In the Telegraph today, Richard Savill reports on something that has happened since time immemorial, and, I imagine, will continue to do so until Kingdom Come: two (then) sixteen-year-olds fell in love, and the girl became pregnant.

I'm not condoning it, but neither am I condemning it - I believe that one of the many things Christianity is about is dealing with the situation we have on our hands right now, and not getting lost in the if's, could's and should's.

Not that getting lost doesn't happen - I remember a family where the daughter became pregnant before she married her fiancé: they subjected her to an extended guilt trip at a very vulnerable part of her life, and the repercussions of this have rolled out for more than a decade to the extent that the family is effectively split.
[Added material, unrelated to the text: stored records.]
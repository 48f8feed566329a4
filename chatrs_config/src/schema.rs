use anyhow::Context;
use chatrs_core::TrimConfig;
use serde::{Deserialize, Serialize};
use std::path::{Path, PathBuf};
use tracing::debug;

/// Environment variable that overrides `providers.openai.api_key`.
pub const API_KEY_ENV: &str = "OPENAI_API_KEY";

const CONFIG_DIR: &str = "chatrs";
const CONFIG_FILE: &str = "config.json";
const SESSIONS_DB: &str = "sessions.db";

const CONFIG_TEMPLATE: &str = r#"{
  "agents": {
    "defaults": {
      "model": "gpt-4o-mini",
      "language": "English",
      "temperature": 0.7,
      "system_prompt": null
    }
  },
  "trimming": {
    "max_tokens": 1024,
    "strategy": "last",
    "include_system": true,
    "allow_partial": false,
    "start_on": "human"
  },
  "providers": {
    "openai": {
      "api_key": "your-openai-api-key-here",
      "base_url": "https://api.openai.com/v1"
    }
  },
  "storage": {
    "backend": "sqlite"
  }
}"#;

#[derive(Debug, Deserialize, Serialize, Clone)]
pub struct Config {
    pub agents: AgentsConfig,
    #[serde(default)]
    pub trimming: TrimConfig,
    pub providers: ProvidersConfig,
    #[serde(default)]
    pub storage: StorageConfig,
}

#[derive(Debug, Deserialize, Serialize, Clone)]
pub struct AgentsConfig {
    pub defaults: AgentDefaults,
}

#[derive(Debug, Deserialize, Serialize, Clone)]
pub struct AgentDefaults {
    /// Model name; the provider's default when unset
    #[serde(default, skip_serializing_if = "Option::is_none")]
    pub model: Option<String>,
    /// Response language for turns that do not name one
    #[serde(default = "AgentDefaults::default_language")]
    pub language: String,
    #[serde(default, skip_serializing_if = "Option::is_none")]
    pub temperature: Option<f32>,
    /// Completion length limit sent to the provider
    #[serde(default, skip_serializing_if = "Option::is_none")]
    pub max_tokens: Option<usize>,
    #[serde(default, skip_serializing_if = "Option::is_none")]
    pub system_prompt: Option<String>,
    /// Directive template; must contain `{language}`
    #[serde(default, skip_serializing_if = "Option::is_none")]
    pub directive_template: Option<String>,
}

impl AgentDefaults {
    fn default_language() -> String {
        "English".to_string()
    }
}

#[derive(Debug, Deserialize, Serialize, Clone)]
pub struct ProvidersConfig {
    pub openai: ProviderConfig,
}

#[derive(Debug, Deserialize, Serialize, Clone)]
pub struct ProviderConfig {
    #[serde(default)]
    pub api_key: String,
    #[serde(default = "ProviderConfig::default_base_url")]
    pub base_url: String,
}

impl ProviderConfig {
    fn default_base_url() -> String {
        "https://api.openai.com/v1".to_string()
    }
}

/// Where session logs live.
#[derive(Debug, Clone, Copy, Default, Deserialize, Serialize, PartialEq, Eq)]
#[serde(rename_all = "lowercase")]
pub enum StorageBackend {
    /// Process-local; sessions vanish on exit
    #[default]
    Memory,
    /// SQLite database file
    Sqlite,
}

#[derive(Debug, Default, Deserialize, Serialize, Clone)]
pub struct StorageConfig {
    #[serde(default)]
    pub backend: StorageBackend,
    /// Database file; defaults to `sessions.db` in the config directory
    #[serde(default, skip_serializing_if = "Option::is_none")]
    pub path: Option<PathBuf>,
}

impl StorageConfig {
    pub fn database_path(&self) -> anyhow::Result<PathBuf> {
        match &self.path {
            Some(path) => Ok(path.clone()),
            None => Ok(Config::config_dir()?.join(SESSIONS_DB)),
        }
    }
}

impl Config {
    pub fn config_dir() -> anyhow::Result<PathBuf> {
        Ok(dirs::home_dir()
            .ok_or_else(|| anyhow::anyhow!("Cannot find home directory"))?
            .join(CONFIG_DIR))
    }

    pub fn config_path() -> anyhow::Result<PathBuf> {
        Ok(Self::config_dir()?.join(CONFIG_FILE))
    }

    /// Load `~/chatrs/config.json`, then apply the `OPENAI_API_KEY` override.
    pub fn load() -> anyhow::Result<Self> {
        let config = Self::load_from(&Self::config_path()?)?;
        Ok(config.with_api_key_override(std::env::var(API_KEY_ENV).ok()))
    }

    pub fn load_from(config_path: &Path) -> anyhow::Result<Self> {
        if !config_path.exists() {
            anyhow::bail!(
                "Config file not found at: {}. Please run 'chatrs init' to create config.",
                config_path.display()
            );
        }

        let content = std::fs::read_to_string(config_path)
            .with_context(|| format!("Failed to read {}", config_path.display()))?;
        let config: Self = serde_json::from_str(&content)
            .with_context(|| format!("Invalid config file {}", config_path.display()))?;

        debug!("Loaded config from {}", config_path.display());
        Ok(config)
    }

    /// Replace the file's API key with `key` when it is set and non-empty.
    #[must_use]
    pub fn with_api_key_override(mut self, key: Option<String>) -> Self {
        if let Some(key) = key.filter(|k| !k.trim().is_empty()) {
            debug!("Using API key from {}", API_KEY_ENV);
            self.providers.openai.api_key = key;
        }
        self
    }

    /// The provider API key, or an error if none is configured.
    pub fn api_key(&self) -> anyhow::Result<&str> {
        let key = self.providers.openai.api_key.trim();
        if key.is_empty() || key == "your-openai-api-key-here" {
            anyhow::bail!(
                "No API key configured. Set {API_KEY_ENV} or edit providers.openai.api_key in {}",
                Self::config_path()
                    .map_or_else(|_| CONFIG_FILE.to_string(), |p| p.display().to_string())
            );
        }
        Ok(key)
    }

    pub fn ensure_config_dir() -> anyhow::Result<PathBuf> {
        let config_dir = Self::config_dir()?;
        std::fs::create_dir_all(&config_dir)?;
        Ok(config_dir)
    }

    pub fn create_config() -> anyhow::Result<()> {
        let config_dir = Self::ensure_config_dir()?;
        let config_path = config_dir.join(CONFIG_FILE);

        if config_path.exists() {
            anyhow::bail!(
                "Config file already exists at: {}. Please edit it directly.",
                config_path.display()
            );
        }

        std::fs::write(&config_path, CONFIG_TEMPLATE)?;

        println!("✅ Created config file at: {}", config_path.display());
        println!();
        println!("📝 Next steps:");
        println!("   1. Edit the config file and add your OpenAI API key (or set {API_KEY_ENV})");
        println!("   2. Run 'chatrs chat' to start a conversation");
        println!();
        println!("🔧 Configuration options:");
        println!("   - agents.defaults.language: Default response language");
        println!("   - trimming.max_tokens: Token budget for the history sent to the model");
        println!("   - storage.backend: 'memory' or 'sqlite'");
        println!();
        Ok(())
    }
}
use thiserror::Error;

/// Failures talking to the remote completion service.
///
/// The core never retries these; the caller decides.
#[derive(Debug, Error)]
pub enum GatewayError {
    #[error("network error: {0}")]
    Network(String),

    #[error("authentication failed: {0}")]
    Auth(String),

    #[error("rate limited: {0}")]
    RateLimited(String),

    #[error("provider returned {status}: {message}")]
    Provider { status: u16, message: String },

    #[error("malformed provider response: {0}")]
    MalformedResponse(String),
}

impl GatewayError {
    /// Map an HTTP error status and body onto the gateway taxonomy.
    #[must_use]
    pub fn from_status(status: u16, message: String) -> Self {
        match status {
            401 | 403 => Self::Auth(message),
            429 => Self::RateLimited(message),
            _ => Self::Provider { status, message },
        }
    }
}

/// Failures of a session persistence backend.
#[derive(Debug, Error)]
pub enum StoreError {
    #[error("session backend error: {0}")]
    Backend(String),

    #[error("session serialization error: {0}")]
    Serialization(String),
}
Anyway, the two were boarders at an independent co-educational school, which has a policy that there should be no sexual contact between pupils. It appears that the pair were given condoms from the school's medical centre, which is independently run. Is anybody starting to see an inconsistency here? The girl's Mum, a practicing Christian, puts it in a nutshell: "If you hand out condoms, you’re saying, ‘Go for it’".

When the school's medical officer says “It is not the policy of the medical centre to offer unsolicited contraception”, he is saying nothing else than contraception will be given when solicited - ie you ask for it, you get it. This puts in context something the National Children's Bureau (NCB) said last November in context, and it's a frightening context:
Every 11 to 18-year-old in England should be able to receive advice on contraception, pregnancy tests and screening for sexually transmitted diseases between lessons, according to [the NCB]."
In the US, the American Cancer Society has recommended that the HPV vaccine be given to girls as young as nine years old, dangerous in the light that some boys might try to persuade girls that this makes sex "safe", whatever they think that means. (And HPV transmission can be prevented just as effectively by circumcision - why do girls have to pay for selfish sexual behaviours which arise predominantly from boys with and in their bodies?)

Back over here, we learnt last October from Jim Knight, then schools minister, that pupils will get basic classes in identifying body parts in the first few years of primary school - potentially from the age of five. A teacher sitting with children just out of infancy and teaching them the proper names of the genitalia using pictures is something that could have landed said teacher in prison in the not too distant past, and might still end in prosecutions.

Anyway, something miraculous is happening with our couple. They have since split up, but she has chosen to keep the baby, and he wants to be involved. Both sets of parents are supportive. Deep in Westminster, I'm sure a eugenicist is in a hellish rage, and a social engineer is cursing traditional families for not being as broken as he feels his efforts merit.

She's been excluded from school, but is being allowed to study for her exams at home. That's good, but I wonder if allowing her to attend classes as she becomes ever more heavily pregnant might not be a more valuable piece of sex education for all concerned than showing infants dodgy pictures.

I hope things go well for them, especially for her and the baby. I pray that God will turn His countenance towards them and give them peace. On that subject, I haven't given as many links as I might have for a reason.

And finally: what do seventeen-year-olds know about responsibility that many of our political masters have forgotten?